- YOUR TASK
In the data below, locate each line with the word "tokio" and list it.

========================================================================

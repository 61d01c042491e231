//! Scale-out control
//!
//! Turns fleet readings into scale-up decisions, resolves the cached
//! deployment template for the live fleet, and tracks the resulting
//! deployment to a terminal state.

mod controller;
mod decision;
mod mutator;
mod status;
mod tracker;


pub use controller::{Controller, ControllerBuilder};
pub use decision::{next_streak, ScaleDecisionEngine};
pub use mutator::{DeploymentMutator, ResolvedTemplate};
pub use status::{ControllerPhase, ControllerStatus, StatusSnapshot};
pub use tracker::{
    deployment_name, map_provisioning_state, DeploymentStatus, DeploymentTracker, TrackOutcome,
};
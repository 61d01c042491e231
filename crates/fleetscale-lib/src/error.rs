//! Error taxonomy for the autoscaler
//!
//! Every fallible operation in the library returns [`ScaleResult`]. The
//! variants map one-to-one onto the failure classes the controller and
//! reporter loops react to; none of them is retried automatically.

use std::time::Duration;
use thiserror::Error;

/// Errors raised by reporters, the controller and their collaborators
#[derive(Debug, Error)]
pub enum ScaleError {
    /// A required configuration field is missing or invalid
    #[error("configuration error: {0}")]
    Configuration(String),

    /// The cached deployment template is missing or malformed
    #[error("template error: {0}")]
    Template(String),

    /// The provisioning API rejected a deployment, or the resolved
    /// template failed pre-submission validation
    #[error("deployment submission rejected: {0}")]
    Submission(String),

    /// A tracked deployment reached the terminal `Failed` state
    #[error("deployment {deployment_name} failed")]
    DeploymentFailed { deployment_name: String },

    /// The provisioning API reported a state outside the known set
    #[error("deployment {deployment_name} reported unexpected provisioning state '{state}'")]
    UnexpectedState {
        deployment_name: String,
        state: String,
    },

    /// A metric store read or write failed
    #[error("metric store error: {0}")]
    Store(String),

    /// The metric store holds no samples for the fleet
    #[error("no usage samples recorded for fleet {fleet_id}")]
    NoSamples { fleet_id: String },

    /// CPU counters were unreadable or produced an out-of-range value
    #[error("sampling fault: {0}")]
    SamplingFault(String),

    /// A provisioning API read (list, get, download) failed
    #[error("provisioning API error: {0}")]
    Provisioning(String),

    /// Token acquisition failed
    #[error("authentication failed: {0}")]
    Authentication(String),

    /// A collaborator call did not complete within its deadline
    #[error("{operation} timed out after {}s", timeout.as_secs())]
    Timeout {
        operation: &'static str,
        timeout: Duration,
    },
}

impl ScaleError {
    /// Short machine-readable label used in logs and metrics
    pub fn kind(&self) -> &'static str {
        match self {
            ScaleError::Configuration(_) => "configuration",
            ScaleError::Template(_) => "template",
            ScaleError::Submission(_) => "submission",
            ScaleError::DeploymentFailed { .. } => "deployment_failed",
            ScaleError::UnexpectedState { .. } => "unexpected_state",
            ScaleError::Store(_) => "store",
            ScaleError::NoSamples { .. } => "no_samples",
            ScaleError::SamplingFault(_) => "sampling_fault",
            ScaleError::Provisioning(_) => "provisioning",
            ScaleError::Authentication(_) => "authentication",
            ScaleError::Timeout { .. } => "timeout",
        }
    }
}

/// Result alias used throughout the library
pub type ScaleResult<T> = Result<T, ScaleError>;

/// Run a collaborator call under a deadline
pub async fn with_timeout<T, F>(operation: &'static str, timeout: Duration, call: F) -> ScaleResult<T>
where
    F: std::future::Future<Output = ScaleResult<T>>,
{
    match tokio::time::timeout(timeout, call).await {
        Ok(result) => result,
        Err(_) => Err(ScaleError::Timeout { operation, timeout }),
    }
}
//! fleetctl - operator CLI for the fleetscale autoscaler
//!
//! Reads controller status, samples and health from a running
//! `fleetscaled`, and replays utilization readings through the scale-up
//! rule offline.

mod client;
mod commands;
mod config;
mod output;

use anyhow::Result;
use clap::{Parser, Subcommand};
use commands::{simulate, status};
use output::{print_error, OutputFormat};

/// Fleetscale operator CLI
#[derive(Parser)]
#[command(name = "fleetctl")]
#[command(author, version, about = "Operator CLI for the fleetscale autoscaler", long_about = None)]
pub struct Cli {
    /// Daemon API URL (falls back to ~/.config/fleetctl/config.json)
    #[arg(long, env = "FLEETCTL_API_URL")]
    pub api_url: Option<String>,

    /// Output format
    #[arg(long, short)]
    pub format: Option<OutputFormat>,

    #[command(subcommand)]
    pub command: Commands,
}

#[derive(Subcommand)]
pub enum Commands {
    /// Show the controller's phase, streak and deployments
    Status,

    /// Show the per-node samples behind the last fleet reading
    Samples,

    /// Show daemon health and readiness
    Health,

    /// Replay readings through the scale-up rule without a fleet
    Simulate {
        /// Utilization threshold in percent
        #[arg(long)]
        threshold: f64,

        /// Consecutive overloaded readings that trigger a scale-up
        #[arg(long, default_value = "3")]
        trigger_count: u32,

        /// Fleet-average readings, in order
        #[arg(required = true, num_args = 1..)]
        readings: Vec<f64>,
    },
}

#[tokio::main]
async fn main() -> Result<()> {
    let cli = Cli::parse();
    let config = config::Config::load().unwrap_or_else(|e| {
        print_error(&format!("Ignoring config file: {:#}", e));
        config::Config::default()
    });

    let format = cli
        .format
        .or_else(|| {
            config
                .default_format
                .as_deref()
                .and_then(OutputFormat::from_name)
        })
        .unwrap_or_default();

    let api_url = config.resolve_api_url(cli.api_url);
    let connect = || client::ApiClient::new(&api_url);

    match cli.command {
        Commands::Status => status::show_status(&connect()?, format).await?,
        Commands::Samples => status::show_samples(&connect()?, format).await?,
        Commands::Health => status::show_health(&connect()?, format).await?,
        Commands::Simulate {
            threshold,
            trigger_count,
            readings,
        } => simulate::run(&readings, threshold, trigger_count, format)?,
    }

    Ok(())
}
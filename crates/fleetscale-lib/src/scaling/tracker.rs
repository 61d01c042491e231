//! Deployment submission and tracking
//!
//! A deployment moves `Submitted -> Running -> Succeeded | Failed`. The
//! provisioning service reports `Accepted` and `Running` while work is in
//! progress; any state outside the known set ends tracking with an error.

use super::{ControllerStatus, ResolvedTemplate};
use crate::error::{with_timeout, ScaleError, ScaleResult};
use crate::models::{DeploymentRecord, DeploymentState};
use crate::observability::{FleetMetrics, StructuredLogger};
use crate::provisioning::ProvisioningApi;
use chrono::Utc;
use std::sync::Arc;
use std::time::Duration;
use tokio::sync::broadcast;
use tokio::time::{interval_at, Instant, MissedTickBehavior};
use tracing::debug;

/// Status of a deployment after one poll
#[derive(Debug, Clone, Copy, PartialEq, Eq)]
pub enum DeploymentStatus {
    Running,
    Succeeded,
    Failed,
}

/// How tracking ended without an error
#[derive(Debug, Clone, Copy, PartialEq, Eq)]
pub enum TrackOutcome {
    Succeeded { polls: u32 },
    Cancelled,
}

/// Map a raw provisioning state onto the tracked lifecycle
pub fn map_provisioning_state(
    deployment_name: &str,
    provisioning_state: &str,
) -> ScaleResult<DeploymentStatus> {
    match provisioning_state {
        "Running" | "Accepted" => Ok(DeploymentStatus::Running),
        "Succeeded" => Ok(DeploymentStatus::Succeeded),
        "Failed" => Ok(DeploymentStatus::Failed),
        other => Err(ScaleError::UnexpectedState {
            deployment_name: deployment_name.to_string(),
            state: other.to_string(),
        }),
    }
}

/// Generate a fresh deployment name
pub fn deployment_name() -> String {
    format!("Deployment-{}", uuid::Uuid::new_v4())
}

pub struct DeploymentTracker {
    api: Arc<dyn ProvisioningApi>,
    poll_interval: Duration,
    call_timeout: Duration,
    metrics: FleetMetrics,
    logger: StructuredLogger,
    status: Option<ControllerStatus>,
}

impl DeploymentTracker {
    pub fn new(api: Arc<dyn ProvisioningApi>, poll_interval: Duration, call_timeout: Duration) -> Self {
        Self {
            api,
            poll_interval,
            call_timeout,
            metrics: FleetMetrics::new(),
            logger: StructuredLogger::new("controller", "local"),
            status: None,
        }
    }

    pub fn with_logger(mut self, logger: StructuredLogger) -> Self {
        self.logger = logger;
        self
    }

    pub fn with_metrics(mut self, metrics: FleetMetrics) -> Self {
        self.metrics = metrics;
        self
    }

    /// Publish every poll to a shared status handle
    pub fn with_status(mut self, status: ControllerStatus) -> Self {
        self.status = Some(status);
        self
    }

    pub fn poll_interval(&self) -> Duration {
        self.poll_interval
    }

    /// Validate and submit a resolved template
    pub async fn submit(
        &self,
        resolved: &ResolvedTemplate,
        resource_group: &str,
    ) -> ScaleResult<DeploymentRecord> {
        resolved.validate()?;

        let name = deployment_name();
        let result = with_timeout(
            "submit_deployment",
            self.call_timeout,
            self.api.submit_deployment(resource_group, &name, resolved),
        )
        .await?;

        let record = DeploymentRecord {
            deployment_name: result.deployment_name,
            resource_group: resource_group.to_string(),
            submitted_at: Utc::now(),
            state: DeploymentState::Submitted,
            polls: 0,
            last_provisioning_state: result.provisioning_state,
            template_digest: resolved.digest().to_string(),
        };

        self.logger
            .log_deployment_submitted(&record, resolved.next_index());
        if let Some(status) = &self.status {
            status.track_deployment(&record).await;
        }
        Ok(record)
    }

    /// Query the deployment once and fold the answer into the record
    pub async fn poll(&self, record: &mut DeploymentRecord) -> ScaleResult<DeploymentStatus> {
        let raw = with_timeout(
            "get_deployment",
            self.call_timeout,
            self.api
                .get_deployment(&record.resource_group, &record.deployment_name),
        )
        .await?;

        record.polls += 1;
        self.metrics.inc_deployment_polls();

        let mapped = map_provisioning_state(&record.deployment_name, &raw);
        record.last_provisioning_state = Some(raw);
        let status = match mapped {
            Ok(status) => status,
            Err(e) => {
                record.state = DeploymentState::Failed;
                self.metrics.inc_deployment_failures();
                self.logger.log_deployment_status(record);
                if let Some(shared) = &self.status {
                    shared.track_deployment(record).await;
                }
                return Err(e);
            }
        };

        record.state = match status {
            DeploymentStatus::Running => DeploymentState::Running,
            DeploymentStatus::Succeeded => DeploymentState::Succeeded,
            DeploymentStatus::Failed => DeploymentState::Failed,
        };

        self.logger.log_deployment_status(record);
        if let Some(shared) = &self.status {
            shared.track_deployment(record).await;
        }
        Ok(status)
    }

    /// Poll until the deployment reaches a terminal state
    ///
    /// The first poll happens one interval after the call.
    pub async fn track(
        &self,
        record: &mut DeploymentRecord,
        shutdown: &mut broadcast::Receiver<()>,
    ) -> ScaleResult<TrackOutcome> {
        let mut ticker = interval_at(Instant::now() + self.poll_interval, self.poll_interval);
        ticker.set_missed_tick_behavior(MissedTickBehavior::Delay);

        loop {
            tokio::select! {
                _ = ticker.tick() => {
                    match self.poll(record).await? {
                        DeploymentStatus::Running => {
                            debug!(
                                deployment = %record.deployment_name,
                                polls = record.polls,
                                "Deployment still in progress"
                            );
                        }
                        DeploymentStatus::Succeeded => {
                            let elapsed = (Utc::now() - record.submitted_at).num_seconds();
                            self.logger.log_deployment_succeeded(record, elapsed);
                            return Ok(TrackOutcome::Succeeded { polls: record.polls });
                        }
                        DeploymentStatus::Failed => {
                            self.metrics.inc_deployment_failures();
                            return Err(ScaleError::DeploymentFailed {
                                deployment_name: record.deployment_name.clone(),
                            });
                        }
                    }
                }
                _ = shutdown.recv() => {
                    return Ok(TrackOutcome::Cancelled);
                }
            }
        }
    }
}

========================================================================

- EXPECTED ANSWER
    match tokio::time::timeout(timeout, call).await {
#[tokio::main]
use tokio::sync::broadcast;
use tokio::time::{interval_at, Instant, MissedTickBehavior};
            tokio::select! {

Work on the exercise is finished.